- What is expected -
Would you please print the data a second time, exactly as it stands?

- Data for the task -
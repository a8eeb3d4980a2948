use std::fmt;
use std::str::FromStr;

use serde::{Deserialize, Serialize};

/// The DNS record types dnsfs serves, one mounted engine instance per type.
#[derive(Debug, Clone, Copy, PartialEq, Eq, Hash, Serialize, Deserialize)]
pub enum RecordType {
    A,
    AAAA,
    CNAME,
    MX,
    TXT,
    NS,
    SOA,
    SRV,
    PTR,
}

impl RecordType {
    /// All supported record types, in the order the mount daemon launches them.
    pub const ALL: [RecordType; 9] = [
        RecordType::A,
        RecordType::AAAA,
        RecordType::CNAME,
        RecordType::MX,
        RecordType::TXT,
        RecordType::NS,
        RecordType::SOA,
        RecordType::SRV,
        RecordType::PTR,
    ];

    pub fn as_str(&self) -> &'static str {
        match self {
            RecordType::A => "A",
            RecordType::AAAA => "AAAA",
            RecordType::CNAME => "CNAME",
            RecordType::MX => "MX",
            RecordType::TXT => "TXT",
            RecordType::NS => "NS",
            RecordType::SOA => "SOA",
            RecordType::SRV => "SRV",
            RecordType::PTR => "PTR",
        }
    }
}

impl fmt::Display for RecordType {
    fn fmt(&self, f: &mut fmt::Formatter<'_>) -> fmt::Result {
        f.write_str(self.as_str())
    }
}

/// Error returned when parsing an unrecognized record-type name.
#[derive(Debug, Clone, PartialEq, Eq)]
pub struct UnknownRecordType(pub String);

impl fmt::Display for UnknownRecordType {
    fn fmt(&self, f: &mut fmt::Formatter<'_>) -> fmt::Result {
        write!(f, "unknown record type: {}", self.0)
    }
}

impl std::error::Error for UnknownRecordType {}

impl FromStr for RecordType {
    type Err = UnknownRecordType;

    fn from_str(s: &str) -> Result<Self, Self::Err> {
        match s.to_ascii_uppercase().as_str() {
            "A" => Ok(RecordType::A),
            "AAAA" => Ok(RecordType::AAAA),
            "CNAME" => Ok(RecordType::CNAME),
            "MX" => Ok(RecordType::MX),
            "TXT" => Ok(RecordType::TXT),
            "NS" => Ok(RecordType::NS),
            "SOA" => Ok(RecordType::SOA),
            "SRV" => Ok(RecordType::SRV),
            "PTR" => Ok(RecordType::PTR),
            other => Err(UnknownRecordType(other.to_string())),
        }
    }
}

- Completed exercise -
repository a8eeb3d4980a2948
use std::fmt;
use std::str::FromStr;

use serde::{Deserialize, Serialize};

/// The DNS record types dnsfs serves, one mounted engine instance per type.
#[derive(Debug, Clone, Copy, PartialEq, Eq, Hash, Serialize, Deserialize)]
pub enum RecordType {
    A,
    AAAA,
    CNAME,
    MX,
    TXT,
    NS,
    SOA,
    SRV,
    PTR,
}

impl RecordType {
    /// All supported record types, in the order the mount daemon launches them.
    pub const ALL: [RecordType; 9] = [
        RecordType::A,
        RecordType::AAAA,
        RecordType::CNAME,
        RecordType::MX,
        RecordType::TXT,
        RecordType::NS,
        RecordType::SOA,
        RecordType::SRV,
        RecordType::PTR,
    ];

    pub fn as_str(&self) -> &'static str {
        match self {
            RecordType::A => "A",
            RecordType::AAAA => "AAAA",
            RecordType::CNAME => "CNAME",
            RecordType::MX => "MX",
            RecordType::TXT => "TXT",
            RecordType::NS => "NS",
            RecordType::SOA => "SOA",
            RecordType::SRV => "SRV",
            RecordType::PTR => "PTR",
        }
    }
}

impl fmt::Display for RecordType {
    fn fmt(&self, f: &mut fmt::Formatter<'_>) -> fmt::Result {
        f.write_str(self.as_str())
    }
}

/// Error returned when parsing an unrecognized record-type name.
#[derive(Debug, Clone, PartialEq, Eq)]
pub struct UnknownRecordType(pub String);

impl fmt::Display for UnknownRecordType {
    fn fmt(&self, f: &mut fmt::Formatter<'_>) -> fmt::Result {
        write!(f, "unknown record type: {}", self.0)
    }
}

impl std::error::Error for UnknownRecordType {}

impl FromStr for RecordType {
    type Err = UnknownRecordType;

    fn from_str(s: &str) -> Result<Self, Self::Err> {
        match s.to_ascii_uppercase().as_str() {
            "A" => Ok(RecordType::A),
            "AAAA" => Ok(RecordType::AAAA),
            "CNAME" => Ok(RecordType::CNAME),
            "MX" => Ok(RecordType::MX),
            "TXT" => Ok(RecordType::TXT),
            "NS" => Ok(RecordType::NS),
            "SOA" => Ok(RecordType::SOA),
            "SRV" => Ok(RecordType::SRV),
            "PTR" => Ok(RecordType::PTR),
            other => Err(UnknownRecordType(other.to_string())),
        }
    }
}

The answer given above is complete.